##### ENTRIES SHOWN

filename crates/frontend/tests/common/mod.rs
//! Shared test infrastructure.
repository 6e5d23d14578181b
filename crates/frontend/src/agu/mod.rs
//! Burst address generation for vector memory operations.
//!
//! The address generator drains memory requests into bus burst descriptors.
//! It performs:
//! 1. **Request buffering:** Incoming requests queue in a small FIFO and are
//!    processed strictly in order.
//! 2. **Burst shaping:** Unit-stride requests become multi-beat bursts that
//!    never cross a page boundary or exceed the maximum beat count; strided
//!    and indexed requests become one single-beat burst per element.
//! 3. **Store degradation:** Stores whose address is misaligned with the bus
//!    width fall back to the widest power-of-two beat the address allows,
//!    until the address reaches full-width alignment.
//! 4. **Ordering:** A burst may only start while the in-flight descriptor
//!    queue holds no descriptor of the opposite direction.

pub mod queue;

use std::collections::VecDeque;

use tracing::debug;

use crate::common::error::VectorError;
use crate::config::{AguConfig, Config};
use crate::decoder::request::{AddressMode, Direction, MemRequest};

pub use queue::{BurstDescriptor, DescriptorQueue};

/// Acknowledgment for a request that finished or aborted.
#[derive(Clone, Debug, PartialEq, Eq)]
pub struct Completion {
    /// Tag of the originating instruction.
    pub tag: u8,
    /// `Ok` when every element was covered; an error aborts the remainder
    /// of the request.
    pub result: Result<(), VectorError>,
}

/// Everything one tick produces.
#[derive(Clone, Debug, Default, PartialEq, Eq)]
pub struct TickOutput {
    /// Burst emitted on the bus address channel this tick.
    pub burst: Option<BurstDescriptor>,
    /// Acknowledgment for a drained request.
    pub completed: Option<Completion>,
}

/// The request currently being drained.
#[derive(Clone, Debug)]
struct Active {
    req: MemRequest,
    /// Next element address (unit/strided modes).
    addr: u64,
    /// Elements not yet covered by a burst.
    remaining: u64,
    /// Next offset index (indexed mode).
    index: usize,
}

/// Outer engine state.
#[derive(Clone, Debug)]
enum State {
    /// No request in progress.
    Idle,
    /// Request accepted, held while the core store-pending gate is up.
    Waiting(Active),
    /// Emitting bursts for the active request.
    Requesting(Active),
}

/// Burst address generation engine.
///
/// One [`tick`](Self::tick) call advances the engine by one clock and emits
/// at most one burst descriptor.
#[derive(Debug)]
pub struct AddressGenerator {
    cfg: AguConfig,
    fifo: VecDeque<MemRequest>,
    queue: DescriptorQueue,
    /// Channel to the data-transfer units, mirroring each emitted burst.
    mem_channel: VecDeque<BurstDescriptor>,
    state: State,
}

impl AddressGenerator {
    /// Creates an idle generator.
    pub fn new(config: &Config) -> Self {
        Self {
            cfg: config.agu,
            fifo: VecDeque::with_capacity(config.agu.request_fifo_depth),
            queue: DescriptorQueue::new(config.agu.descriptor_queue_depth),
            mem_channel: VecDeque::with_capacity(config.agu.mem_fifo_depth),
            state: State::Idle,
        }
    }

    /// Enqueues a request. Returns false when the FIFO is full; the caller
    /// must hold the request and retry.
    pub fn push(&mut self, req: MemRequest) -> bool {
        if self.fifo.len() >= self.cfg.request_fifo_depth {
            return false;
        }
        self.fifo.push_back(req);
        true
    }

    /// True when no request is buffered or in progress.
    pub fn is_idle(&self) -> bool {
        matches!(self.state, State::Idle) && self.fifo.is_empty()
    }

    /// Number of descriptors awaiting the downstream consumer.
    pub fn in_flight(&self) -> usize {
        self.queue.len()
    }

    /// Downstream consumer drains one descriptor, returning its credit.
    pub fn retire_burst(&mut self) -> Option<BurstDescriptor> {
        self.queue.pop()
    }

    /// Pops one entry from the memory-unit channel.
    pub fn pop_mem_entry(&mut self) -> Option<BurstDescriptor> {
        self.mem_channel.pop_front()
    }

    /// Advances the engine by one tick.
    ///
    /// `bus_ready` is the address-channel ready signal; `store_pending` is
    /// the external core-store-pending gate.
    pub fn tick(&mut self, bus_ready: bool, store_pending: bool) -> TickOutput {
        let mut out = TickOutput::default();
        match std::mem::replace(&mut self.state, State::Idle) {
            State::Idle => self.accept(store_pending, &mut out),
            State::Waiting(active) => {
                if store_pending {
                    self.state = State::Waiting(active);
                } else {
                    self.state = State::Requesting(active);
                }
            }
            State::Requesting(active) => self.emit(active, bus_ready, &mut out),
        }
        out
    }

    /// Pops the next request and validates it before any burst is emitted.
    fn accept(&mut self, store_pending: bool, out: &mut TickOutput) {
        let Some(req) = self.fifo.pop_front() else {
            return;
        };
        debug!(tag = req.tag, ?req.dir, ?req.mode, base = format_args!("{:#x}", req.base), "request accepted");
        if let Err(err) = validate(&req) {
            debug!(tag = req.tag, %err, "request rejected");
            out.completed = Some(Completion {
                tag: req.tag,
                result: Err(err),
            });
            return;
        }
        if req.elements == 0 {
            out.completed = Some(Completion {
                tag: req.tag,
                result: Ok(()),
            });
            return;
        }
        let active = Active {
            addr: req.base,
            remaining: req.elements,
            index: 0,
            req,
        };
        self.state = if store_pending {
            State::Waiting(active)
        } else {
            State::Requesting(active)
        };
    }

    /// Emits at most one burst for the active request.
    fn emit(&mut self, mut active: Active, bus_ready: bool, out: &mut TickOutput) {
        let dir = active.req.dir;
        if !bus_ready
            || self.queue.is_full()
            || !self.queue.admits(dir)
            || self.mem_channel.len() >= self.cfg.mem_fifo_depth
        {
            self.state = State::Requesting(active);
            return;
        }
        let sewb = active.req.sew.bytes();
        let desc = match active.req.mode {
            AddressMode::Unit if active.req.burst_eligible => {
                let (desc, covered) = self.unit_burst(&active);
                let elems = active.remaining.min(covered / sewb);
                active.addr += elems * sewb;
                active.remaining -= elems;
                desc
            }
            // Unit-stride requests not marked burst eligible advance one
            // element per beat, like strided ones.
            AddressMode::Unit | AddressMode::Strided => {
                let desc = BurstDescriptor {
                    addr: active.addr,
                    len: 0,
                    size: sewb.trailing_zeros() as u8,
                    dir,
                };
                active.addr = active.addr.wrapping_add_signed(active.req.stride);
                active.remaining -= 1;
                desc
            }
            AddressMode::Indexed => {
                let offset = active.req.offsets[active.index];
                let addr = active.req.base.wrapping_add(offset);
                if addr % sewb != 0 {
                    debug!(tag = active.req.tag, addr = format_args!("{addr:#x}"), "misaligned element, aborting");
                    out.completed = Some(Completion {
                        tag: active.req.tag,
                        result: Err(VectorError::MisalignedAddress(addr)),
                    });
                    return;
                }
                active.index += 1;
                active.remaining -= 1;
                BurstDescriptor {
                    addr,
                    len: 0,
                    size: sewb.trailing_zeros() as u8,
                    dir,
                }
            }
        };
        // Credit was checked above; the push cannot fail.
        let _ = self.queue.push(desc);
        self.mem_channel.push_back(desc);
        out.burst = Some(desc);
        debug!(
            addr = format_args!("{:#x}", desc.addr),
            beats = desc.beats(),
            size = desc.size,
            "burst emitted"
        );
        if active.remaining == 0 {
            out.completed = Some(Completion {
                tag: active.req.tag,
                result: Ok(()),
            });
        } else {
            self.state = State::Requesting(active);
        }
    }

    /// Shapes the next unit-stride burst: degraded width for misaligned
    /// stores, round-down alignment, beat cap, and page clamp.
    fn unit_burst(&self, active: &Active) -> (BurstDescriptor, u64) {
        let bus = self.cfg.bus_width;
        let addr = active.addr;
        let width = if active.req.dir == Direction::Store && addr % bus != 0 {
            1u64 << u64::from(addr.trailing_zeros()).min(u64::from(bus.trailing_zeros()))
        } else {
            bus
        };
        let start = addr & !(width - 1);
        let bytes_left = active.remaining * active.req.sew.bytes();
        let mut end = round_up(addr + bytes_left, width);
        if width < bus {
            // Degraded bursts only run up to the next full-width boundary;
            // the remainder of the request resumes at the native width.
            end = end.min(round_up(addr + 1, bus));
        }
        end = end.min(start + self.cfg.max_burst_beats * width);
        let page_end = (start & !(self.cfg.page_size - 1)) + self.cfg.page_size;
        end = end.min(page_end);
        let beats = (end - start) / width;
        let desc = BurstDescriptor {
            addr: start,
            len: (beats - 1) as u8,
            size: width.trailing_zeros() as u8,
            dir: active.req.dir,
        };
        (desc, end - addr)
    }
}

/// Checks the alignment preconditions a request must satisfy before burst
/// generation starts.
fn validate(req: &MemRequest) -> Result<(), VectorError> {
    let sewb = req.sew.bytes();
    match req.mode {
        AddressMode::Unit | AddressMode::Strided => {
            if req.base % sewb != 0 {
                return Err(VectorError::MisalignedAddress(req.base));
            }
            if req.mode == AddressMode::Strided && req.stride.unsigned_abs() % sewb != 0 {
                return Err(VectorError::MisalignedAddress(req.base));
            }
        }
        AddressMode::Indexed => {
            if req.offsets.len() as u64 != req.elements {
                return Err(VectorError::MalformedRequest(req.tag));
            }
        }
    }
    Ok(())
}

#[inline]
fn round_up(value: u64, align: u64) -> u64 {
    (value + align - 1) & !(align - 1)
}
//! Client-side throttle for the bank API.
//!
//! One process-wide [`SlidingWindow`] guards every outgoing call. The backend enforces
//! its own limits; this only keeps a burst of console commands from tripping them.

use lazy_static::lazy_static;
use std::collections::VecDeque;
use std::sync::Mutex;
use std::time::{Duration, Instant};

const DEFAULT_REQUESTS_PER_SECOND: usize = 10;

lazy_static! {
    static ref BANK_WINDOW: Mutex<SlidingWindow> = Mutex::new(SlidingWindow::per_second(
        DEFAULT_REQUESTS_PER_SECOND
    ));
}

/// Admits at most `limit` hits in any span of `window`
#[derive(Debug)]
pub struct SlidingWindow {
    hits: VecDeque<Instant>,
    limit: usize,
    window: Duration,
}

impl SlidingWindow {
    pub fn new(limit: usize, window: Duration) -> Self {
        Self {
            hits: VecDeque::with_capacity(limit.max(1)),
            limit: limit.max(1),
            window,
        }
    }

    pub fn per_second(limit: usize) -> Self {
        Self::new(limit, Duration::from_secs(1))
    }

    pub fn set_limit(&mut self, limit: usize) {
        self.limit = limit.max(1);
    }

    /// Record a hit at `now`, or return how long until the oldest hit leaves the window
    pub fn try_acquire(&mut self, now: Instant) -> Result<(), Duration> {
        let window = self.window;
        self.hits
            .retain(|&hit| now.saturating_duration_since(hit) < window);

        match self.hits.front() {
            Some(&oldest) if self.hits.len() >= self.limit => {
                Err(window.saturating_sub(now.saturating_duration_since(oldest)))
            }
            _ => {
                self.hits.push_back(now);
                Ok(())
            }
        }
    }
}

/// Change the requests-per-second ceiling (from `BANK_API_MAX_RPS`)
pub fn configure_bank_rate_limit(requests_per_second: usize) {
    match BANK_WINDOW.lock() {
        Ok(mut window) => window.set_limit(requests_per_second),
        Err(_) => tracing::warn!("Bank API throttle unavailable; limit not changed"),
    }
}

/// Wait until the shared window admits another bank call
pub async fn throttle_bank_api() {
    loop {
        let admitted = match BANK_WINDOW.lock() {
            Ok(mut window) => window.try_acquire(Instant::now()),
            // A poisoned lock only means another caller panicked mid-update
            Err(_) => Ok(()),
        };

        match admitted {
            Ok(()) => return,
            Err(wait) => {
                tracing::debug!("Bank API throttle: waiting {}ms", wait.as_millis());
                tokio::time::sleep(wait).await;
            }
        }
    }
}

#[cfg(test)]
mod tests {
    use super::*;

    #[test]
    fn test_admits_up_to_limit_then_reports_wait() {
        let start = Instant::now();
        let mut window = SlidingWindow::per_second(3);

        for ms in [0, 100, 200] {
            assert_eq!(window.try_acquire(start + Duration::from_millis(ms)), Ok(()));
        }
        assert_eq!(
            window.try_acquire(start + Duration::from_millis(400)),
            Err(Duration::from_millis(600))
        );
    }

    #[test]
    fn test_old_hits_slide_out() {
        let start = Instant::now();
        let mut window = SlidingWindow::per_second(2);
        window.try_acquire(start).ok();
        window.try_acquire(start + Duration::from_millis(500)).ok();

        assert!(window.try_acquire(start + Duration::from_millis(999)).is_err());
        assert_eq!(window.try_acquire(start + Duration::from_millis(1000)), Ok(()));
        // The hit at 500ms is still inside the window
        assert_eq!(
            window.try_acquire(start + Duration::from_millis(1200)),
            Err(Duration::from_millis(300))
        );
    }

    #[test]
    fn test_zero_limit_is_treated_as_one() {
        let start = Instant::now();
        let mut window = SlidingWindow::new(0, Duration::from_secs(1));
        assert_eq!(window.try_acquire(start), Ok(()));
        assert!(window.try_acquire(start).is_err());

        window.set_limit(2);
        assert_eq!(window.try_acquire(start), Ok(()));
    }

    #[tokio::test]
    async fn test_throttle_returns_under_limit() {
        configure_bank_rate_limit(1000);
        throttle_bank_api().await;
        configure_bank_rate_limit(DEFAULT_REQUESTS_PER_SECOND);
    }
}
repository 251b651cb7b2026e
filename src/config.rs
//! Runtime configuration read from the environment (and `.env` via dotenv)

use std::time::Duration;

use crate::services::fee_service::FallbackNetworkFee;
use crate::utils::errors::ConfigError;

const DEFAULT_TIMEOUT_SECS: u64 = 30;
const DEFAULT_MAX_RPS: usize = 10;

#[derive(Debug, Clone)]
pub struct PortalConfig {
    pub api_base_url: String,
    pub api_token: String,
    pub request_timeout: Duration,
    pub max_requests_per_second: usize,
    pub fallback_network_fee: FallbackNetworkFee,
    /// User the console session acts for; only used for notifications
    pub user_id: String,
}

impl PortalConfig {
    /// Read configuration from the process environment.
    /// Call `dotenv::dotenv()` first if a `.env` file should be honoured.
    pub fn from_env() -> Result<Self, ConfigError> {
        Self::from_lookup(|key| std::env::var(key).ok())
    }

    /// Same as [`from_env`](Self::from_env) but over an arbitrary key lookup
    pub fn from_lookup<F>(lookup: F) -> Result<Self, ConfigError>
    where
        F: Fn(&str) -> Option<String>,
    {
        let api_base_url = lookup("BANK_API_URL")
            .filter(|v| !v.trim().is_empty())
            .ok_or(ConfigError::Missing("BANK_API_URL"))?;
        if !api_base_url.starts_with("http://") && !api_base_url.starts_with("https://") {
            return Err(ConfigError::Invalid {
                key: "BANK_API_URL",
                reason: "must start with http:// or https://".to_string(),
            });
        }

        let api_token = lookup("BANK_API_TOKEN")
            .filter(|v| !v.trim().is_empty())
            .ok_or(ConfigError::Missing("BANK_API_TOKEN"))?;

        let timeout_secs = match lookup("BANK_API_TIMEOUT_SECS") {
            Some(raw) => raw.trim().parse::<u64>().map_err(|e| ConfigError::Invalid {
                key: "BANK_API_TIMEOUT_SECS",
                reason: e.to_string(),
            })?,
            None => DEFAULT_TIMEOUT_SECS,
        };

        let max_requests_per_second = match lookup("BANK_API_MAX_RPS") {
            Some(raw) => raw.trim().parse::<usize>().map_err(|e| ConfigError::Invalid {
                key: "BANK_API_MAX_RPS",
                reason: e.to_string(),
            })?,
            None => DEFAULT_MAX_RPS,
        };

        let fallback_network_fee = match lookup("FEE_FALLBACK_NETWORK_FEE") {
            Some(raw) => raw
                .parse::<FallbackNetworkFee>()
                .map_err(|reason| ConfigError::Invalid {
                    key: "FEE_FALLBACK_NETWORK_FEE",
                    reason,
                })?,
            None => FallbackNetworkFee::default(),
        };

        Ok(Self {
            api_base_url,
            api_token,
            request_timeout: Duration::from_secs(timeout_secs.max(1)),
            max_requests_per_second,
            fallback_network_fee,
            user_id: lookup("BANK_USER_ID").unwrap_or_else(|| "me".to_string()),
        })
    }
}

##########

*PROBLEM TO SOLVE*.
Could you copy every line from the records that mentions the word "Option"?

*ANSWER SPACE*.
    pub burst: Option<BurstDescriptor>,
    pub completed: Option<Completion>,
    pub fn retire_burst(&mut self) -> Option<BurstDescriptor> {
    pub fn pop_mem_entry(&mut self) -> Option<BurstDescriptor> {
        F: Fn(&str) -> Option<String>,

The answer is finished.